An immediate benefit of this refactoring work was seen when I came to look at the setctx script. There had been a substantial amount of duplication of code between this and the rdxprof script. As the context code was previously embedded in another script it was effectively totally inaccessible – the mere act of moving it into a separate module made it reusable. Breaking down the high-level subroutines into smaller chunks also made it much easier to call the code from setctx and remove further duplication. Overall setctx has dropped from 213 lines of code to 140 (including whitespace in both cases). Functionality which is implemented in scripts is very hard to unit test compared with that stored in separate modules. So it’s now much easier to work with the context code and know that setctx won’t suddenly break.

LCFG Client Refactor: Initial tidying done

April 25, 2013

A quick dash through the code in the LCFG::Client::Fetch module (which is relatively small and fairly straightforward) means that all the LCFG client code has been checked using perlcritic and improved where necessary/possible. This completes the work for stages 4 and 5 of the project plan.

Some of the work involved in this stage has been rather more complex than anticipated. Mostly that was not related directly to resolving issues highlighted by perlcritic.
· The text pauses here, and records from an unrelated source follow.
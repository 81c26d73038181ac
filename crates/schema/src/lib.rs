//! kcfg schema: structural validation of rendered objects against the OpenAPI v3
//! documents the server publishes per group/version.
//!
//! Schemas are closed before compiling (undeclared fields are rejected unless the
//! schema preserves unknown fields), so typos surface as "unknown field" problems.

#![forbid(unsafe_code)]

use anyhow::{anyhow, bail, Context, Result};
use jsonschema::{error::ValidationErrorKind, Draft, JSONSchema, ValidationError};
use kcfg_core::{Gvk, ObjectIdentity, Resource};
use kcfg_kubehub::{KubeCluster, Session};
use rustc_hash::FxHashMap;
use serde_json::{json, Value as Json};
use tracing::{debug, error, info, warn};

/// Where OpenAPI v3 documents come from.
#[async_trait::async_trait]
pub trait SchemaSource: Send + Sync {
    /// Document for `api_version` (`v1`, `apps/v1`), `None` when the server publishes none.
    async fn openapi_v3(&self, api_version: &str) -> Result<Option<Json>>;
}

fn openapi_path(api_version: &str) -> String {
    if api_version.contains('/') {
        format!("/openapi/v3/apis/{}", api_version)
    } else {
        format!("/openapi/v3/api/{}", api_version)
    }
}

#[async_trait::async_trait]
impl SchemaSource for KubeCluster {
    async fn openapi_v3(&self, api_version: &str) -> Result<Option<Json>> {
        let path = openapi_path(api_version);
        debug!(%path, "fetching schema");
        let req = http::Request::get(path.as_str()).body(Vec::new()).context("building schema request")?;
        match self.client().request::<Json>(req).await {
            Ok(doc) => Ok(Some(doc)),
            Err(kube::Error::Api(ae)) if ae.code == 404 => Ok(None),
            Err(e) => Err(e).with_context(|| format!("fetching {}", path)),
        }
    }
}

/// Close every object schema that declares `properties` without saying anything
/// about additional ones. Walks schema positions only, so defaults and examples
/// are left untouched.
pub fn tighten(schema: &mut Json) {
    let Some(m) = schema.as_object_mut() else { return };
    let preserves = m.get("x-kubernetes-preserve-unknown-fields").and_then(Json::as_bool).unwrap_or(false);
    if m.contains_key("properties") && !m.contains_key("additionalProperties") && !preserves {
        m.insert("additionalProperties".into(), Json::Bool(false));
    }
    for (k, v) in m.iter_mut() {
        match k.as_str() {
            "properties" | "patternProperties" | "definitions" => {
                if let Some(children) = v.as_object_mut() {
                    children.values_mut().for_each(tighten);
                }
            }
            "allOf" | "anyOf" | "oneOf" => {
                if let Some(branches) = v.as_array_mut() {
                    branches.iter_mut().for_each(tighten);
                }
            }
            "items" | "additionalProperties" | "not" => match v {
                Json::Array(a) => a.iter_mut().for_each(tighten),
                other => tighten(other),
            },
            _ => {}
        }
    }
}

/// Server-side tooling renders unset fields as `null`; schemas never allow it.
pub fn prune_nulls(v: &mut Json) {
    match v {
        Json::Object(m) => {
            m.retain(|_, x| !x.is_null());
            m.values_mut().for_each(prune_nulls);
        }
        Json::Array(a) => a.iter_mut().for_each(prune_nulls),
        _ => {}
    }
}

/// Key under `components.schemas` describing `gvk`.
fn definition_for(doc: &Json, gvk: &Gvk) -> Option<String> {
    let schemas = doc.get("components")?.get("schemas")?.as_object()?;
    let field = |g: &Json, k: &str| g.get(k).and_then(Json::as_str).unwrap_or("").to_string();
    schemas
        .iter()
        .find(|(_, s)| {
            s.get("x-kubernetes-group-version-kind").and_then(Json::as_array).map_or(false, |gvks| {
                gvks.iter().any(|g| field(g, "group") == gvk.group && field(g, "version") == gvk.version && field(g, "kind") == gvk.kind)
            })
        })
        .map(|(k, _)| k.clone())
}

fn describe_error(e: ValidationError<'_>) -> Vec<String> {
    let at = match e.instance_path.to_string() {
        p if p.is_empty() => "/".to_string(),
        p => p,
    };
    match &e.kind {
        ValidationErrorKind::AdditionalProperties { unexpected } => {
            unexpected.iter().map(|f| format!("unknown field {:?} at {}", f, at)).collect()
        }
        ValidationErrorKind::Type { .. } => vec![format!("wrong type at {}: {}", at, e)],
        _ => vec![format!("{}: {}", at, e)],
    }
}

/// Compiles and caches one schema per kind, fetching each group/version document once.
pub struct Validator<'a> {
    source: &'a dyn SchemaSource,
    documents: FxHashMap<String, Option<Json>>,
    compiled: FxHashMap<Gvk, Option<JSONSchema>>,
}

impl<'a> Validator<'a> {
    pub fn new(source: &'a dyn SchemaSource) -> Self {
        Self { source, documents: FxHashMap::default(), compiled: FxHashMap::default() }
    }

    async fn compile(&mut self, gvk: &Gvk) -> Result<Option<JSONSchema>> {
        let api_version = gvk.api_version();
        if !self.documents.contains_key(&api_version) {
            let doc = self.source.openapi_v3(&api_version).await?.map(|mut d| {
                if let Some(schemas) = d.pointer_mut("/components/schemas").and_then(Json::as_object_mut) {
                    schemas.values_mut().for_each(tighten);
                }
                d
            });
            self.documents.insert(api_version.clone(), doc);
        }
        let Some(doc) = self.documents.get(&api_version).and_then(Option::as_ref) else { return Ok(None) };
        let Some(key) = definition_for(doc, gvk) else {
            debug!(%gvk, "no definition in schema document");
            return Ok(None);
        };
        let root = json!({
            "$ref": format!("#/components/schemas/{}", key),
            "components": doc["components"].clone(),
        });
        let compiled = JSONSchema::options()
            .with_draft(Draft::Draft7)
            .compile(&root)
            .map_err(|e| anyhow!("compiling schema {}: {}", key, e))?;
        Ok(Some(compiled))
    }

    /// Every problem found in `obj`; `None` when no schema is published for its kind.
    pub async fn problems(&mut self, obj: &Resource) -> Result<Option<Vec<String>>> {
        let gvk = obj.gvk();
        if !self.compiled.contains_key(&gvk) {
            let schema = self.compile(&gvk).await?;
            self.compiled.insert(gvk.clone(), schema);
        }
        let Some(schema) = self.compiled.get(&gvk).and_then(Option::as_ref) else { return Ok(None) };
        let mut instance = obj.to_json();
        prune_nulls(&mut instance);
        let found = match schema.validate(&instance) {
            Ok(()) => Vec::new(),
            Err(errors) => errors.flat_map(describe_error).collect(),
        };
        Ok(Some(found))
    }
}

#[derive(Debug, Default, Clone, PartialEq, Eq)]
pub struct ValidationReport {
    /// Objects checked against a schema.
    pub checked: usize,
    /// Known kinds whose group/version publishes no schema.
    pub skipped: Vec<ObjectIdentity>,
}

/// Validate every object, logging each problem; fails once all objects were seen.
pub async fn run_validate(session: &Session<'_>, source: &dyn SchemaSource, objs: &[Resource]) -> Result<ValidationReport> {
    let mut validator = Validator::new(source);
    let mut report = ValidationReport::default();
    let mut failed = 0usize;
    for obj in objs {
        let desc = session.describe(obj).await;
        info!("Validating {}", desc);
        let known = session.discovery.kind_info(&obj.gvk()).await?.is_some();
        let problems = match validator.problems(obj).await {
            Ok(Some(p)) => p,
            Ok(None) if known => {
                warn!("Skipping validation of known resource {} {} that lacks a registered schema", obj.api_version(), desc);
                report.skipped.push(obj.identity());
                continue;
            }
            Ok(None) => vec![format!("unable to fetch schema: nothing published for {}", obj.gvk())],
            Err(e) => vec![format!("unable to fetch schema: {:#}", e)],
        };
        report.checked += 1;
        for p in &problems {
            error!("Error in {}: {}", desc, p);
        }
        if !problems.is_empty() {
            failed += 1;
        }
    }
    if failed > 0 {
        debug!(failed, checked = report.checked, "validation summary");
        bail!("validation failed");
    }
    Ok(report)
}
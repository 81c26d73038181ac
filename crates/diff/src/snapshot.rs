//! Last-applied snapshot codec: base64(gzip(JSON)), with plain JSON accepted on read.

use std::io::{Read, Write};

use anyhow::{Context, Result};
use base64::{engine::general_purpose::STANDARD, Engine as _};
use flate2::{read::GzDecoder, write::GzEncoder, Compression};
use kcfg_core::{Resource, ANNOTATION_KUBECTL_LAST_APPLIED, ANNOTATION_LAST_APPLIED};
use serde_json::Value as Json;

pub fn encode(obj: &Json) -> Result<String> {
    let raw = serde_json::to_vec(obj)?;
    let mut gz = GzEncoder::new(Vec::new(), Compression::default());
    gz.write_all(&raw)?;
    Ok(STANDARD.encode(gz.finish()?))
}

pub fn decode(s: &str) -> Result<Json> {
    let s = s.trim();
    if s.starts_with('{') {
        return serde_json::from_str(s).context("parsing last-applied JSON");
    }
    let bytes = STANDARD.decode(s).context("decoding last-applied base64")?;
    let mut raw = Vec::new();
    GzDecoder::new(bytes.as_slice()).read_to_end(&mut raw).context("decompressing last-applied snapshot")?;
    serde_json::from_slice(&raw).context("parsing last-applied snapshot")
}

/// Snapshot of `obj` as submitted, excluding any previous snapshot annotation.
pub fn snapshot_of(obj: &Resource) -> Result<String> {
    let mut bare = obj.clone();
    bare.remove_annotation(ANNOTATION_LAST_APPLIED);
    encode(&bare.into_json())
}

/// Attach a fresh snapshot annotation to `obj`.
pub fn stamp(obj: &mut Resource) -> Result<()> {
    let snap = snapshot_of(obj)?;
    obj.set_annotation(ANNOTATION_LAST_APPLIED, &snap);
    Ok(())
}

/// The stored snapshot on a live object: ours first, then kubectl's.
/// `Ok(None)` when neither annotation is present.
pub fn last_applied(live: &Resource) -> Result<Option<Json>> {
    match live.annotation(ANNOTATION_LAST_APPLIED).or_else(|| live.annotation(ANNOTATION_KUBECTL_LAST_APPLIED)) {
        Some(s) => decode(s).map(Some),
        None => Ok(None),
    }
}
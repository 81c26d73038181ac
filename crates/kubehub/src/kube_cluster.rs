use std::path::Path;
use std::time::Instant;

use anyhow::{Context, Result};
use kcfg_core::{ApiError, Gvk, Resource, Scope};
use kube::{
    api::{Api, DeleteParams, ListParams, Patch, PatchParams, PostParams, Preconditions, PropagationPolicy},
    config::{KubeConfigOptions, Kubeconfig},
    core::{ApiResource, DynamicObject},
    discovery::{self, Discovery as KubeDiscovery},
    Client, Config,
};
use metrics::histogram;
use serde_json::Value as Json;
use tracing::{debug, info};

use crate::{DeleteOptions, Discovery, KindInfo, Propagation, ServerVersion, Transport};

/// Live cluster reached through kube-rs.
#[derive(Clone)]
pub struct KubeCluster {
    client: Client,
}

impl KubeCluster {
    pub fn new(client: Client) -> Self { Self { client } }

    /// Build a client from an explicit kubeconfig and/or context, else the inferred default.
    pub async fn connect(kubeconfig: Option<&Path>, context: Option<&str>) -> Result<Self> {
        let opts = KubeConfigOptions { context: context.map(str::to_string), ..Default::default() };
        let config = match kubeconfig {
            Some(path) => {
                let kc = Kubeconfig::read_from(path).with_context(|| format!("reading kubeconfig {}", path.display()))?;
                Config::from_custom_kubeconfig(kc, &opts).await.context("loading kubeconfig")?
            }
            None if context.is_some() => Config::from_kubeconfig(&opts).await.context("loading kubeconfig")?,
            None => Config::infer().await.context("inferring cluster config")?,
        };
        info!(cluster_url = %config.cluster_url, ns = %config.default_namespace, "connecting");
        let client = Client::try_from(config).context("building client")?;
        Ok(Self { client })
    }

    pub fn client(&self) -> &Client { &self.client }

    /// Namespace configured for the current kubeconfig context.
    pub fn default_namespace(&self) -> &str { self.client.default_namespace() }

    fn api(&self, kind: &KindInfo, ns: Option<&str>) -> Api<DynamicObject> {
        let ar = api_resource(kind);
        match (kind.scope, ns) {
            (Scope::Namespaced, Some(ns)) => Api::namespaced_with(self.client.clone(), ns, &ar),
            _ => Api::all_with(self.client.clone(), &ar),
        }
    }
}

fn api_resource(kind: &KindInfo) -> ApiResource {
    ApiResource {
        group: kind.gvk.group.clone(),
        version: kind.gvk.version.clone(),
        api_version: kind.gvk.api_version(),
        kind: kind.gvk.kind.clone(),
        plural: kind.plural.clone(),
    }
}

fn classify(e: kube::Error) -> ApiError {
    match e {
        kube::Error::Api(ae) => ApiError::from_status(ae.code, &ae.reason, ae.message),
        other => ApiError::Other(other.into()),
    }
}

fn other<E: Into<anyhow::Error>>(e: E) -> ApiError { ApiError::Other(e.into()) }

/// Lists omit per-item type metadata, so it is stamped back from the kind.
fn to_resource(kind: &KindInfo, o: &DynamicObject) -> Result<Resource, ApiError> {
    let mut v = serde_json::to_value(o).map_err(other)?;
    if let Some(m) = v.as_object_mut() {
        m.insert("apiVersion".into(), Json::String(kind.gvk.api_version()));
        m.insert("kind".into(), Json::String(kind.gvk.kind.clone()));
    }
    Resource::from_json(v).map_err(other)
}

fn to_dynamic(obj: &Resource) -> Result<DynamicObject, ApiError> { serde_json::from_value(obj.to_json()).map_err(other) }

#[async_trait::async_trait]
impl Discovery for KubeCluster {
    async fn server_version(&self) -> Result<ServerVersion, ApiError> {
        let info = self.client.apiserver_version().await.map_err(classify)?;
        let v = ServerVersion::parse(&info.major, &info.minor, &info.git_version)?;
        debug!(version = %v, git = %info.git_version, "server version");
        Ok(v)
    }

    async fn server_resources(&self) -> Result<Vec<KindInfo>, ApiError> {
        let t0 = Instant::now();
        let disco = KubeDiscovery::new(self.client.clone()).run().await.map_err(classify)?;
        let mut out = Vec::new();
        for group in disco.groups() {
            for version in group.versions() {
                for (ar, caps) in group.versioned_resources(version) {
                    let scope = match caps.scope {
                        discovery::Scope::Namespaced => Scope::Namespaced,
                        discovery::Scope::Cluster => Scope::Cluster,
                    };
                    out.push(KindInfo {
                        gvk: Gvk::new(ar.group.clone(), ar.version.clone(), ar.kind.clone()),
                        plural: ar.plural.clone(),
                        scope,
                        verbs: caps.operations.clone(),
                    });
                }
            }
        }
        out.sort_by(|a, b| a.gvk.cmp(&b.gvk));
        histogram!("discovery_latency_ms", t0.elapsed().as_millis() as f64);
        Ok(out)
    }
}

#[async_trait::async_trait]
impl Transport for KubeCluster {
    async fn get(&self, kind: &KindInfo, ns: Option<&str>, name: &str) -> Result<Resource, ApiError> {
        let o = self.api(kind, ns).get(name).await.map_err(classify)?;
        to_resource(kind, &o)
    }

    async fn create(&self, kind: &KindInfo, ns: Option<&str>, obj: &Resource) -> Result<Resource, ApiError> {
        let o = self.api(kind, ns).create(&PostParams::default(), &to_dynamic(obj)?).await.map_err(classify)?;
        to_resource(kind, &o)
    }

    async fn patch(&self, kind: &KindInfo, ns: Option<&str>, name: &str, patch: &Json) -> Result<Resource, ApiError> {
        let o = self
            .api(kind, ns)
            .patch(name, &PatchParams::default(), &Patch::Merge(patch))
            .await
            .map_err(classify)?;
        to_resource(kind, &o)
    }

    async fn delete(&self, kind: &KindInfo, ns: Option<&str>, name: &str, opts: &DeleteOptions) -> Result<(), ApiError> {
        let dp = DeleteParams {
            grace_period_seconds: opts.grace_period,
            propagation_policy: Some(match opts.propagation {
                Propagation::Foreground => PropagationPolicy::Foreground,
                Propagation::Background => PropagationPolicy::Background,
            }),
            preconditions: opts.uid.as_ref().map(|uid| Preconditions { uid: Some(uid.clone()), resource_version: None }),
            ..Default::default()
        };
        self.api(kind, ns).delete(name, &dp).await.map_err(classify)?;
        Ok(())
    }

    async fn list(&self, kind: &KindInfo, ns: Option<&str>, label_selector: Option<&str>) -> Result<Vec<Resource>, ApiError> {
        let mut lp = ListParams::default();
        if let Some(sel) = label_selector {
            lp = lp.labels(sel);
        }
        let list = self.api(kind, ns).list(&lp).await.map_err(classify)?;
        list.items.iter().map(|o| to_resource(kind, o)).collect()
    }
}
In the main it was because whilst investigating the issues raised I spotted other, big problems with sections of code that I felt needed to be resolved. Those could have been kept separate and done as an additional stage in the project plan but I thought it was better to just do them. In particular, I have made large improvements to the sending and receiving of UDP messages for notifications and acknowledgements. I’ve also improved the logic involved with handling the “secure mode” and split out lots of sections of code into smaller, more easily testable, chunks.

This takes the effort expended up to about 7 days. That’s about 1 day over what I had expected but that was accounted for in stages 1 and 2, the gap between predicted and actual effort requirements has not worsened.